#### DATA EXTRACTS:
[Start of section]
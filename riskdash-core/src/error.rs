//! Error types for the dashboard data layer

use thiserror::Error;

/// Dashboard-wide error type
#[derive(Error, Debug, Clone, PartialEq)]
pub enum DashboardError {
    /// `invoke` was called with a function name outside the known set
    #[error("Unknown operation: {0}")]
    UnknownOperation(String),

    /// A capability call rejected; owning loops skip the cycle
    #[error("Upstream unavailable ({capability}): {message}")]
    UpstreamUnavailable { capability: String, message: String },

    /// A member of the initial all-or-nothing join failed
    #[error("Aggregate load failed: {0}")]
    AggregateLoadFailure(String),

    /// A topic subscriber returned an error or panicked
    #[error("Handler fault on topic {topic}: {message}")]
    HandlerFault { topic: String, message: String },

    #[error("Parse error: {0}")]
    Parse(String),

    #[error("Configuration error: {0}")]
    Config(String),

    #[error("Invalid state: {0}")]
    InvalidState(String),
}

impl DashboardError {
    pub fn unknown_operation(name: impl Into<String>) -> Self {
        DashboardError::UnknownOperation(name.into())
    }

    pub fn upstream(capability: impl Into<String>, message: impl Into<String>) -> Self {
        DashboardError::UpstreamUnavailable {
            capability: capability.into(),
            message: message.into(),
        }
    }

    pub fn aggregate(msg: impl Into<String>) -> Self {
        DashboardError::AggregateLoadFailure(msg.into())
    }

    pub fn handler_fault(topic: impl Into<String>, message: impl Into<String>) -> Self {
        DashboardError::HandlerFault {
            topic: topic.into(),
            message: message.into(),
        }
    }

    pub fn parse(msg: impl Into<String>) -> Self {
        DashboardError::Parse(msg.into())
    }

    pub fn config(msg: impl Into<String>) -> Self {
        DashboardError::Config(msg.into())
    }

    pub fn invalid_state(msg: impl Into<String>) -> Self {
        DashboardError::InvalidState(msg.into())
    }

    /// Whether a refresh loop may swallow this error and retry next cycle
    pub fn is_recoverable(&self) -> bool {
        matches!(
            self,
            DashboardError::UpstreamUnavailable { .. } | DashboardError::Parse(_)
        )
    }
}

impl From<serde_json::Error> for DashboardError {
    fn from(e: serde_json::Error) -> Self {
        DashboardError::Parse(e.to_string())
    }
}

/// Result type alias for dashboard operations
pub type DashboardResult<T> = Result<T, DashboardError>;

#[cfg(test)]
mod tests {
    use super::*;

    #[test]
    fn test_upstream_is_recoverable() {
        assert!(DashboardError::upstream("metrics", "timeout").is_recoverable());
        assert!(!DashboardError::unknown_operation("NOPE").is_recoverable());
        assert!(!DashboardError::aggregate("query failed").is_recoverable());
    }

    #[test]
    fn test_error_display() {
        let err = DashboardError::upstream("query", "connection refused");
        assert_eq!(
            err.to_string(),
            "Upstream unavailable (query): connection refused"
        );
    }
}
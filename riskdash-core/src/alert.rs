//! Risk alerts surfaced on the dashboard

use chrono::{DateTime, Utc};
use serde::{Deserialize, Serialize};
use std::fmt;

/// Alert severity
#[derive(Debug, Clone, Copy, Default, PartialEq, Eq, Hash, Serialize, Deserialize)]
#[serde(rename_all = "lowercase")]
pub enum AlertSeverity {
    #[default]
    Info,
    Warning,
    Critical,
}

impl fmt::Display for AlertSeverity {
    fn fmt(&self, f: &mut fmt::Formatter<'_>) -> fmt::Result {
        let s = match self {
            AlertSeverity::Info => "info",
            AlertSeverity::Warning => "warning",
            AlertSeverity::Critical => "critical",
        };
        write!(f, "{}", s)
    }
}

/// A single risk alert
#[derive(Debug, Clone, PartialEq, Serialize, Deserialize)]
#[serde(rename_all = "camelCase")]
pub struct Alert {
    pub id: String,
    #[serde(default)]
    pub severity: AlertSeverity,
    pub message: String,
    /// Metric that triggered the alert, if any (e.g. "var95")
    #[serde(default, skip_serializing_if = "Option::is_none")]
    pub metric: Option<String>,
    pub created_at: DateTime<Utc>,
}

/// Prepend `alert` to a most-recent-first list, keeping at most `cap` entries
pub fn push_bounded(alerts: &mut Vec<Alert>, alert: Alert, cap: usize) {
    alerts.insert(0, alert);
    alerts.truncate(cap);
}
[End of section]
#### EXERCISE DETAILS:
Repeat the listing exactly, keeping every word in place.

#### RESULT FOR THIS EXERCISE:
filename riskdash-core/src/error.rs
//! Error types for the dashboard data layer

use thiserror::Error;

/// Dashboard-wide error type
#[derive(Error, Debug, Clone, PartialEq)]
pub enum DashboardError {
    /// `invoke` was called with a function name outside the known set
    #[error("Unknown operation: {0}")]
    UnknownOperation(String),

    /// A capability call rejected; owning loops skip the cycle
    #[error("Upstream unavailable ({capability}): {message}")]
    UpstreamUnavailable { capability: String, message: String },

    /// A member of the initial all-or-nothing join failed
    #[error("Aggregate load failed: {0}")]
    AggregateLoadFailure(String),

    /// A topic subscriber returned an error or panicked
    #[error("Handler fault on topic {topic}: {message}")]
    HandlerFault { topic: String, message: String },

    #[error("Parse error: {0}")]
    Parse(String),

    #[error("Configuration error: {0}")]
    Config(String),

    #[error("Invalid state: {0}")]
    InvalidState(String),
}

impl DashboardError {
    pub fn unknown_operation(name: impl Into<String>) -> Self {
        DashboardError::UnknownOperation(name.into())
    }

    pub fn upstream(capability: impl Into<String>, message: impl Into<String>) -> Self {
        DashboardError::UpstreamUnavailable {
            capability: capability.into(),
            message: message.into(),
        }
    }

    pub fn aggregate(msg: impl Into<String>) -> Self {
        DashboardError::AggregateLoadFailure(msg.into())
    }

    pub fn handler_fault(topic: impl Into<String>, message: impl Into<String>) -> Self {
        DashboardError::HandlerFault {
            topic: topic.into(),
            message: message.into(),
        }
    }

    pub fn parse(msg: impl Into<String>) -> Self {
        DashboardError::Parse(msg.into())
    }

    pub fn config(msg: impl Into<String>) -> Self {
        DashboardError::Config(msg.into())
    }

    pub fn invalid_state(msg: impl Into<String>) -> Self {
        DashboardError::InvalidState(msg.into())
    }

    /// Whether a refresh loop may swallow this error and retry next cycle
    pub fn is_recoverable(&self) -> bool {
        matches!(
            self,
            DashboardError::UpstreamUnavailable { .. } | DashboardError::Parse(_)
        )
    }
}

impl From<serde_json::Error> for DashboardError {
    fn from(e: serde_json::Error) -> Self {
        DashboardError::Parse(e.to_string())
    }
}

/// Result type alias for dashboard operations
pub type DashboardResult<T> = Result<T, DashboardError>;

#[cfg(test)]
mod tests {
    use super::*;

    #[test]
    fn test_upstream_is_recoverable() {
        assert!(DashboardError::upstream("metrics", "timeout").is_recoverable());
        assert!(!DashboardError::unknown_operation("NOPE").is_recoverable());
        assert!(!DashboardError::aggregate("query failed").is_recoverable());
    }

    #[test]
    fn test_error_display() {
        let err = DashboardError::upstream("query", "connection refused");
        assert_eq!(
            err.to_string(),
            "Upstream unavailable (query): connection refused"
        );
    }
}
filename riskdash-core/src/alert.rs
//! Risk alerts surfaced on the dashboard

use chrono::{DateTime, Utc};
use serde::{Deserialize, Serialize};
use std::fmt;

/// Alert severity
#[derive(Debug, Clone, Copy, Default, PartialEq, Eq, Hash, Serialize, Deserialize)]
#[serde(rename_all = "lowercase")]
pub enum AlertSeverity {
    #[default]
    Info,
    Warning,
    Critical,
}

impl fmt::Display for AlertSeverity {
    fn fmt(&self, f: &mut fmt::Formatter<'_>) -> fmt::Result {
        let s = match self {
            AlertSeverity::Info => "info",
            AlertSeverity::Warning => "warning",
            AlertSeverity::Critical => "critical",
        };
        write!(f, "{}", s)
    }
}

/// A single risk alert
#[derive(Debug, Clone, PartialEq, Serialize, Deserialize)]
#[serde(rename_all = "camelCase")]
pub struct Alert {
    pub id: String,
    #[serde(default)]
    pub severity: AlertSeverity,
    pub message: String,
    /// Metric that triggered the alert, if any (e.g. "var95")
    #[serde(default, skip_serializing_if = "Option::is_none")]
    pub metric: Option<String>,
    pub created_at: DateTime<Utc>,
}

/// Prepend `alert` to a most-recent-first list, keeping at most `cap` entries
pub fn push_bounded(alerts: &mut Vec<Alert>, alert: Alert, cap: usize) {
    alerts.insert(0, alert);
    alerts.truncate(cap);
}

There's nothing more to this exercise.